“羅針盤”
私は最初からあの人のことが好きで好きで、仕方がなかったはずなのに、向こうに好きと言われた途端安心してしまって、己の好きという気持ちを見失っていた。
数分前、あの人の動画や写真を見返して、どう思ってるのかもう一度考えて、あの人の仕草やぎこちない食べ方を思い出して思った。私は全部、あの人の全部が好きだ
仕草も食べ方のぎこちないところも、嫌だと思ってしまっていた。だが、今ではどうだろう?全部が可愛らしく、それでいて愛おしく思える。私はずっと、あの人が私を知る前からずっと好きだったのに。もう2度と、こんなあやふやな感情であの人を不安にさせないよう、“羅針盤”にでも思いを込めておこう。

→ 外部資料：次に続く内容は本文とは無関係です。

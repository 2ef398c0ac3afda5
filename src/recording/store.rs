use std::slice::Iter;

use super::Sample;

/// Ordered, append-only list of the samples captured during a session.
///
/// Anyone can read it; only the [`super::SessionController`] can append to or clear it.
#[derive(Clone, Debug, Default, PartialEq)]
pub struct SampleStore {
    samples: Vec<Sample>,
}

impl SampleStore {
    pub fn new() -> Self {
        Self::default()
    }

    pub fn len(&self) -> usize {
        self.samples.len()
    }

    pub fn is_empty(&self) -> bool {
        self.samples.is_empty()
    }

    pub fn iter(&self) -> Iter<'_, Sample> {
        self.samples.iter()
    }

    pub fn as_slice(&self) -> &[Sample] {
        &self.samples
    }

    pub fn last(&self) -> Option<&Sample> {
        self.samples.last()
    }

    /// Samples appended after the first `cursor` ones. Lets a live view pick up only what is new
    /// since its last refresh.
    pub fn since(&self, cursor: usize) -> &[Sample] {
        self.samples.get(cursor..).unwrap_or(&[])
    }

    pub(crate) fn push(&mut self, sample: Sample) {
        self.samples.push(sample);
    }

    pub(crate) fn clear(&mut self) {
        self.samples.clear();
    }
}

どれだけ2人が、目指す道は違ったとしても、同じ“羅針盤”を見つめて、共に彷徨い、共に照らせるような気持ちでいられるように。
“手のひらの宇宙”
それはキラキラしてて、いつもそばにあって、
君もいて、彼もいて、大好きな家族もいて、
いつも私を何かが手招いていて、
充実して、それはもう手放せなくって、
やめられないほど中毒になるスマホだね。
寝てる時に“そっと”布団をかけられたい
これこそが膨大な愛だと思う
ふとしたときに、髪が伸びたねと言われたい
これこそ、髪切ったね、よりも遥かに大きな愛だと思う
“あたたかいね”
きみのこころもゆびさきも、あたたかそう
いつかぎゅっとして、あなたもあたたかいのねって
となりでてをつないでわらってほしい
きみのえがおのほうが
わたしのこころを、あたたかくさせるのにね
“Ring…Ring…”
彼がそんなに純粋で、女絡みが全くなくって、誠実なんて、そんな人なわけないじゃないか。彼も人だ。私はずっと期待しすぎていた、ただ、好きと言われただけで。

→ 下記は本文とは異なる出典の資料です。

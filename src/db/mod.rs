pub mod models;
pub use models::*;

use crate::core::outcome::LogEvent;
use anyhow::Result;
use sqlx::sqlite::SqlitePoolOptions;
pub use sqlx::SqlitePool;
use std::path::{Path, PathBuf};
use std::time::Duration;

/// 打开（必要时创建）数据库并执行迁移
pub async fn open(db_path: &Path) -> Result<SqlitePool> {
    // Windows 路径需要把反斜杠转换为正斜杠
    let db_path_str = db_path
        .to_str()
        .ok_or_else(|| anyhow::anyhow!("Invalid database path"))?
        .replace('\\', "/");

    let db = SqlitePoolOptions::new()
        .max_connections(5)
        .acquire_timeout(Duration::from_secs(30))
        .idle_timeout(Duration::from_secs(600))
        .connect(&format!("sqlite:{}?mode=rwc", db_path_str))
        .await?;

    sqlx::migrate!("./migrations").run(&db).await?;

    Ok(db)
}

impl SyncPair {
    /// 创建新的同步对
    pub fn new(
        local_root: PathBuf,
        remote_path: String,
        method: SyncMethod,
        excluded_paths: Vec<String>,
    ) -> Self {
        let now = chrono::Utc::now().timestamp();
        Self {
            id: uuid::Uuid::new_v4().to_string(),
            local_root,
            remote_path,
            method,
            enabled: true,
            excluded_paths,
            last_status: String::new(),
            created_at: now,
            updated_at: now,
        }
    }

    /// 加载所有同步对
    pub async fn load_all(pool: &SqlitePool) -> Result<Vec<SyncPair>> {
        let rows =
            sqlx::query_as::<_, SyncPairRow>("SELECT * FROM sync_pairs ORDER BY created_at ASC")
                .fetch_all(pool)
                .await?;

        let mut pairs = Vec::new();
        for row in rows {
            pairs.push(row.try_into()?);
        }
        Ok(pairs)
    }

    pub async fn load(pool: &SqlitePool, id: &str) -> Result<Option<SyncPair>> {
        let row = sqlx::query_as::<_, SyncPairRow>("SELECT * FROM sync_pairs WHERE id = ?")
            .bind(id)
            .fetch_optional(pool)
            .await?;

        match row {
            Some(r) => Ok(Some(r.try_into()?)),
            None => Ok(None),
        }
    }

    /// 保存到数据库（存在则更新）
    pub async fn save(&self, pool: &SqlitePool) -> Result<()> {
        let excluded_paths = serde_json::to_string(&self.excluded_paths)?;
        let local_root = self.local_root.to_string_lossy();

        sqlx::query(
            r#"
            INSERT INTO sync_pairs (id, local_root, remote_path, method, enabled, excluded_paths, last_status, created_at, updated_at)
            VALUES (?, ?, ?, ?, ?, ?, ?, ?, ?)
            ON CONFLICT(id) DO UPDATE SET
                local_root = excluded.local_root,
                remote_path = excluded.remote_path,
                method = excluded.method,
                enabled = excluded.enabled,
                excluded_paths = excluded.excluded_paths,
                last_status = excluded.last_status,
                updated_at = excluded.updated_at
            "#,
        )
        .bind(&self.id)
        .bind(local_root.as_ref())
        .bind(&self.remote_path)
        .bind(self.method.as_str())
        .bind(self.enabled)
        .bind(&excluded_paths)
        .bind(&self.last_status)
        .bind(self.created_at)
        .bind(self.updated_at)
        .execute(pool)
        .await?;

        Ok(())
    }

    /// 删除同步对及其快照
    pub async fn delete(pool: &SqlitePool, id: &str) -> Result<()> {
        let mut tx = pool.begin().await?;
        sqlx::query("DELETE FROM file_snapshots WHERE pair_id = ?")
            .bind(id)
            .execute(&mut *tx)
            .await?;
        sqlx::query("DELETE FROM sync_pairs WHERE id = ?")
            .bind(id)
            .execute(&mut *tx)
            .await?;
        tx.commit().await?;
        Ok(())
    }

    pub async fn update_status(pool: &SqlitePool, id: &str, status: &str) -> Result<()> {
        sqlx::query("UPDATE sync_pairs SET last_status = ?, updated_at = ? WHERE id = ?")
            .bind(status)
            .bind(chrono::Utc::now().timestamp())
            .bind(id)
            .execute(pool)
            .await?;
        Ok(())
    }
}

impl SyncHistoryLog {
    /// 写入一条历史，并只保留最新的 MAX_ENTRIES 条
    pub async fn add(pool: &SqlitePool, pair_id: &str, event: &LogEvent) -> Result<()> {
        sqlx::query(
            "INSERT INTO sync_history (pair_id, timestamp, kind, message, details) VALUES (?, ?, ?, ?, ?)",
        )
        .bind(pair_id)
        .bind(event.timestamp)
        .bind(event.kind.as_str())
        .bind(&event.message)
        .bind(&event.details)
        .execute(pool)
        .await?;

        sqlx::query(
            "DELETE FROM sync_history WHERE id NOT IN (SELECT id FROM sync_history ORDER BY id DESC LIMIT ?)",
        )
        .bind(Self::MAX_ENTRIES)
        .execute(pool)
        .await?;

        Ok(())
    }

    /// 最近的历史，新的在前
    pub async fn recent(pool: &SqlitePool, limit: i64) -> Result<Vec<SyncHistoryLog>> {
        let logs = sqlx::query_as::<_, SyncHistoryLog>(
            "SELECT id, pair_id, timestamp, kind, message, details FROM sync_history ORDER BY id DESC LIMIT ?",
        )
        .bind(limit)
        .fetch_all(pool)
        .await?;
        Ok(logs)
    }

    pub async fn clear(pool: &SqlitePool) -> Result<()> {
        sqlx::query("DELETE FROM sync_history").execute(pool).await?;
        Ok(())
    }
}

#[cfg(test)]
mod tests {
    use super::*;
    use crate::core::outcome::LogKind;

    async fn test_pool() -> (tempfile::TempDir, SqlitePool) {
        let dir = tempfile::tempdir().unwrap();
        let pool = open(&dir.path().join("test.db")).await.unwrap();
        (dir, pool)
    }

    #[tokio::test]
    async fn test_pair_crud() {
        let (_dir, pool) = test_pool().await;

        let mut pair = SyncPair::new(
            PathBuf::from("/home/me/Docs"),
            "/Docs".into(),
            SyncMethod::TwoWay,
            vec!["build".into()],
        );
        pair.save(&pool).await.unwrap();

        let loaded = SyncPair::load(&pool, &pair.id).await.unwrap().unwrap();
        assert_eq!(loaded.method, SyncMethod::TwoWay);
        assert_eq!(loaded.excluded_paths, vec!["build"]);
        assert_eq!(loaded.local_root, PathBuf::from("/home/me/Docs"));

        pair.enabled = false;
        pair.save(&pool).await.unwrap();
        SyncPair::update_status(&pool, &pair.id, "ok").await.unwrap();

        let all = SyncPair::load_all(&pool).await.unwrap();
        assert_eq!(all.len(), 1);
        assert!(!all[0].enabled);
        assert_eq!(all[0].last_status, "ok");

        SyncPair::delete(&pool, &pair.id).await.unwrap();
        assert!(SyncPair::load(&pool, &pair.id).await.unwrap().is_none());
    }

    #[tokio::test]
    async fn test_history_capped() {
        let (_dir, pool) = test_pool().await;

        for i in 0..(SyncHistoryLog::MAX_ENTRIES + 5) {
            let event = LogEvent::info(format!("event {}", i));
            SyncHistoryLog::add(&pool, SyncHistoryLog::GLOBAL, &event)
                .await
                .unwrap();
        }

        let logs = SyncHistoryLog::recent(&pool, 1000).await.unwrap();
        assert_eq!(logs.len() as i64, SyncHistoryLog::MAX_ENTRIES);
        assert_eq!(logs[0].message, format!("event {}", SyncHistoryLog::MAX_ENTRIES + 4));
        assert_eq!(logs[0].log_kind(), LogKind::Info);

        SyncHistoryLog::clear(&pool).await.unwrap();
        assert!(SyncHistoryLog::recent(&pool, 10).await.unwrap().is_empty());
    }
}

好きなら、きっと全てにおいて私だけだろうし、何を持ってでも優先してくれるのは私だけだと思っていた。高校生だろうとこれは誠実なものであって、遊びではないと
いや、遊びだと言われたわけではないが、他の子と仲睦まじく会話している声を聞いて思った。「私よりも楽しそうじゃないか」と。これは汚い嫉妬だ。なぜなら、私からは絶対に好きと伝えないくせに、彼にはずっと好きでいて欲しくて、私が呼んだ時にはすぐ来てほしくて、約束は絶対に破らない人でいて欲しいという、腐った欲望であるからだ。「信じる」ことには時間を要する癖に、「見損なう」ことには一瞬で信じるからだ。「好きだ」という言葉は信じられない癖に、「好きじゃない」という可能性はすぐに信じるからだ。
私は欲望に塗れた汚い人間だ。彼もそうかも知れない。ふと思えば、彼のことなんて何も知らない。名前と、生年月日と、性別くらい。保険証に書いてあるようなことしか知らない。彼が他の女と話していることを思い書き殴っている今、心なんて晴れるわけがない。

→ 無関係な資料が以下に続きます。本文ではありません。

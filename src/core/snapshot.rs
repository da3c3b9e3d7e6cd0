//! 同步快照 - 记录上次同步完成时各文件的内容哈希
//!
//! 双向同步以快照作为共同祖先：快照中不存在表示"从未见过"，不表示"已删除"。

use anyhow::Result;
use async_trait::async_trait;
use serde::{Deserialize, Serialize};
use sqlx::SqlitePool;
use std::collections::HashMap;
use std::path::PathBuf;
use std::sync::Arc;
use tracing::{debug, warn};

/// 单个文件的快照记录
#[derive(Debug, Clone, PartialEq, Eq, Serialize, Deserialize)]
pub struct FileSnapshot {
    /// 相对同步根目录的 POSIX 路径
    pub path: String,
    pub hash: Option<String>,
}

impl FileSnapshot {
    pub fn new(path: &str, hash: Option<String>) -> Self {
        Self {
            path: path.to_string(),
            hash,
        }
    }
}

/// 相对路径 -> 快照记录
pub type Snapshot = HashMap<String, FileSnapshot>;

/// 快照存储，同一同步对的访问需由调用方串行化
#[async_trait]
pub trait SnapshotStore: Send + Sync {
    /// 读取快照；不存在或已损坏时返回空表
    async fn load(&self, pair_id: &str) -> Snapshot;

    /// 整体覆盖保存
    async fn save(&self, pair_id: &str, snapshot: &Snapshot) -> Result<()>;

    async fn remove(&self, pair_id: &str) -> Result<()>;
}

/// 基于 SQLite 的快照存储
pub struct SqliteSnapshotStore {
    db: Arc<SqlitePool>,
}

impl SqliteSnapshotStore {
    pub fn new(db: Arc<SqlitePool>) -> Self {
        Self { db }
    }
}

#[async_trait]
impl SnapshotStore for SqliteSnapshotStore {
    async fn load(&self, pair_id: &str) -> Snapshot {
        let rows = sqlx::query_as::<_, (String, Option<String>)>(
            "SELECT path, content_hash FROM file_snapshots WHERE pair_id = ?",
        )
        .bind(pair_id)
        .fetch_all(&*self.db)
        .await;

        match rows {
            Ok(rows) => rows
                .into_iter()
                .map(|(path, hash)| (path.clone(), FileSnapshot { path, hash }))
                .collect(),
            Err(e) => {
                warn!("读取快照失败，按空快照处理: {}", e);
                Snapshot::new()
            }
        }
    }

    async fn save(&self, pair_id: &str, snapshot: &Snapshot) -> Result<()> {
        let mut tx = self.db.begin().await?;

        sqlx::query("DELETE FROM file_snapshots WHERE pair_id = ?")
            .bind(pair_id)
            .execute(&mut *tx)
            .await?;

        for entry in snapshot.values() {
            sqlx::query(
                "INSERT INTO file_snapshots (pair_id, path, content_hash) VALUES (?, ?, ?)",
            )
            .bind(pair_id)
            .bind(&entry.path)
            .bind(&entry.hash)
            .execute(&mut *tx)
            .await?;
        }

        tx.commit().await?;
        debug!("已保存 {} 条快照记录 ({})", snapshot.len(), pair_id);
        Ok(())
    }

    async fn remove(&self, pair_id: &str) -> Result<()> {
        sqlx::query("DELETE FROM file_snapshots WHERE pair_id = ?")
            .bind(pair_id)
            .execute(&*self.db)
            .await?;
        Ok(())
    }
}

/// 每个同步对一个 JSON 文件的快照存储
pub struct JsonSnapshotStore {
    dir: PathBuf,
}

impl JsonSnapshotStore {
    pub fn new(dir: PathBuf) -> Self {
        Self { dir }
    }

    fn snapshot_path(&self, pair_id: &str) -> PathBuf {
        let safe: String = pair_id
            .chars()
            .map(|c| if c.is_ascii_alphanumeric() || c == '-' || c == '_' { c } else { '_' })
            .collect();
        self.dir.join(format!("snapshot_{}.json", safe))
    }
}

#[async_trait]
impl SnapshotStore for JsonSnapshotStore {
    async fn load(&self, pair_id: &str) -> Snapshot {
        let path = self.snapshot_path(pair_id);

        let data = match tokio::fs::read(&path).await {
            Ok(data) => data,
            Err(e) if e.kind() == std::io::ErrorKind::NotFound => return Snapshot::new(),
            Err(e) => {
                warn!("读取快照文件失败 {:?}: {}", path, e);
                return Snapshot::new();
            }
        };

        match serde_json::from_slice::<Snapshot>(&data) {
            Ok(snapshot) => snapshot,
            Err(e) => {
                warn!("快照文件已损坏，按空快照处理 {:?}: {}", path, e);
                Snapshot::new()
            }
        }
    }

    async fn save(&self, pair_id: &str, snapshot: &Snapshot) -> Result<()> {
        tokio::fs::create_dir_all(&self.dir).await?;

        let path = self.snapshot_path(pair_id);
        let temp_path = path.with_extension("json.tmp");
        let data = serde_json::to_vec(snapshot)?;

        tokio::fs::write(&temp_path, data).await?;
        tokio::fs::rename(&temp_path, &path).await?;

        debug!("已保存 {} 条快照记录到 {:?}", snapshot.len(), path);
        Ok(())
    }

    async fn remove(&self, pair_id: &str) -> Result<()> {
        match tokio::fs::remove_file(self.snapshot_path(pair_id)).await {
            Ok(()) => Ok(()),
            Err(e) if e.kind() == std::io::ErrorKind::NotFound => Ok(()),
            Err(e) => Err(e.into()),
        }
    }
}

ただ、彼が少しでも私を「好き」と思ってくれたことを信じて、少しだけ「待ってみる」というのもまた、重要かも知れない。
何を信じていいかわからない、彼の全てを信じていいとは思えないし、私だって私自身を信じることは難しい。
そんな私にふと“Ring…Ring…”と通知が入る
「明日、お昼一緒に食べれる?」彼からの通知だった。
先ほどの虚な心など忘れ、私はまた陽気に「図書館前で待ってるね」と送る。